Los líderes de ollas comunes del sector de Cruz de Mayo de Carapongo, realizan el pedido desesperado de auxilio, que se acrecienta hacia otros barrios de Lima ante una crisis económica instalada en el país y que empieza a golpear con dureza a los más pobres.

Fueron alrededor de 30 presidentas de las ollas comunes de San Juan de Lurigancho, quienes aseguran que ya no tienen insumos para cocinar. De estas ollas comunes dependen personas que viven del día a día y ancianos que solo son atendidos con un poco de sopa.

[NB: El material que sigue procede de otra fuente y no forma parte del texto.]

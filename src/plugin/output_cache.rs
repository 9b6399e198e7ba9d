//! Thread-safe cache of emitted output hashes.
//!
//! The dev loop records every build's outputs here. Files whose content
//! differs from the previous build (or that disappeared) are marked dirty
//! and drained into the `changed` list of the next `do-update`.

use std::collections::{BTreeMap, BTreeSet, HashMap};
use std::sync::{Arc, PoisonError, RwLock};

use crate::host::EmittedSource;
use crate::utils::stable_hash_8_bytes;

/// Output hashes keyed by emitted file name, with dirty tracking.
#[derive(Debug, Clone, Default)]
pub struct OutputCache {
    inner: Arc<RwLock<HashMap<String, String>>>,
    /// Files modified since the last `take_changed`.
    dirty: Arc<RwLock<BTreeSet<String>>>,
}

impl OutputCache {
    pub fn new() -> Self {
        Self::default()
    }

    /// Record the content of `file`. Returns whether it changed.
    pub fn record(&self, file: &str, content: &[u8]) -> bool {
        let hash = stable_hash_8_bytes(content);
        let mut map = self.inner.write().unwrap_or_else(PoisonError::into_inner);
        if map.get(file) == Some(&hash) {
            return false;
        }
        map.insert(file.to_string(), hash);
        self.dirty
            .write()
            .unwrap_or_else(PoisonError::into_inner)
            .insert(file.to_string());
        true
    }

    /// Record a whole build. Files absent from `files` are dropped and
    /// marked dirty. Returns how many files changed.
    pub fn record_build(&self, files: &BTreeMap<String, EmittedSource>) -> usize {
        let mut changed = 0;
        for (name, source) in files {
            if self.record(name, source.as_bytes()) {
                changed += 1;
            }
        }

        let removed: Vec<String> = {
            let map = self.inner.read().unwrap_or_else(PoisonError::into_inner);
            map.keys()
                .filter(|name| !files.contains_key(*name))
                .cloned()
                .collect()
        };
        for name in removed {
            self.invalidate(&name);
            changed += 1;
        }
        changed
    }

    /// Forget a file and mark it dirty.
    pub fn invalidate(&self, file: &str) {
        let mut map = self.inner.write().unwrap_or_else(PoisonError::into_inner);
        let mut dirty = self.dirty.write().unwrap_or_else(PoisonError::into_inner);
        map.remove(file);
        dirty.insert(file.to_string());
    }

    /// Drain the dirty set, sorted.
    pub fn take_changed(&self) -> Vec<String> {
        let mut dirty = self.dirty.write().unwrap_or_else(PoisonError::into_inner);
        std::mem::take(&mut *dirty).into_iter().collect()
    }

    pub fn len(&self) -> usize {
        self.inner.read().unwrap_or_else(PoisonError::into_inner).len()
    }

    pub fn is_empty(&self) -> bool {
        self.len() == 0
    }
}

En otro lado de Lima, en Jicamarca, vimos a las madres de las ollas comunes implorar por alimento e intentando recibir un beneficio de, al menos, diez soles. La situación puede ser humillante cuando se reciben migajas. Con la subida de precios los vendedores ya no quieren donar alimentos como antes.

En un puesto la comitiva de la olla común compra dos kilos de huesos de pollo por dos soles. Por valor humanitario, a veces unos comerciantes regalan pescados y huesos de caballa o paquetes de carne para obsequiar a las madres. Esta problemática ha originado el incremento de anemia en los niños de las zonas mencionadas.

Irene Chávez, presidenta de las ollas comunes del Perú, indicó: ¨Hoy comeremos, pero mañana debemos salir otra vez a probar suerte¨. Esta es la realidad de hambre que también se asoma a distritos como Carabayllo, donde hay ollas como esta que ya no opera por falta de recursos.

Los casi cien millones de soles que el año pasado asignó el presidente Pedro Castillo a las ollas comunes nunca llegaron completos, donde solo salvaron a 300 mil personas en Lima, mencionaron las tristes madres. Todo un oasis. La pregunta se hace evidente: ¿Hasta cuándo podrán soportar el abandono? El hambre no espera.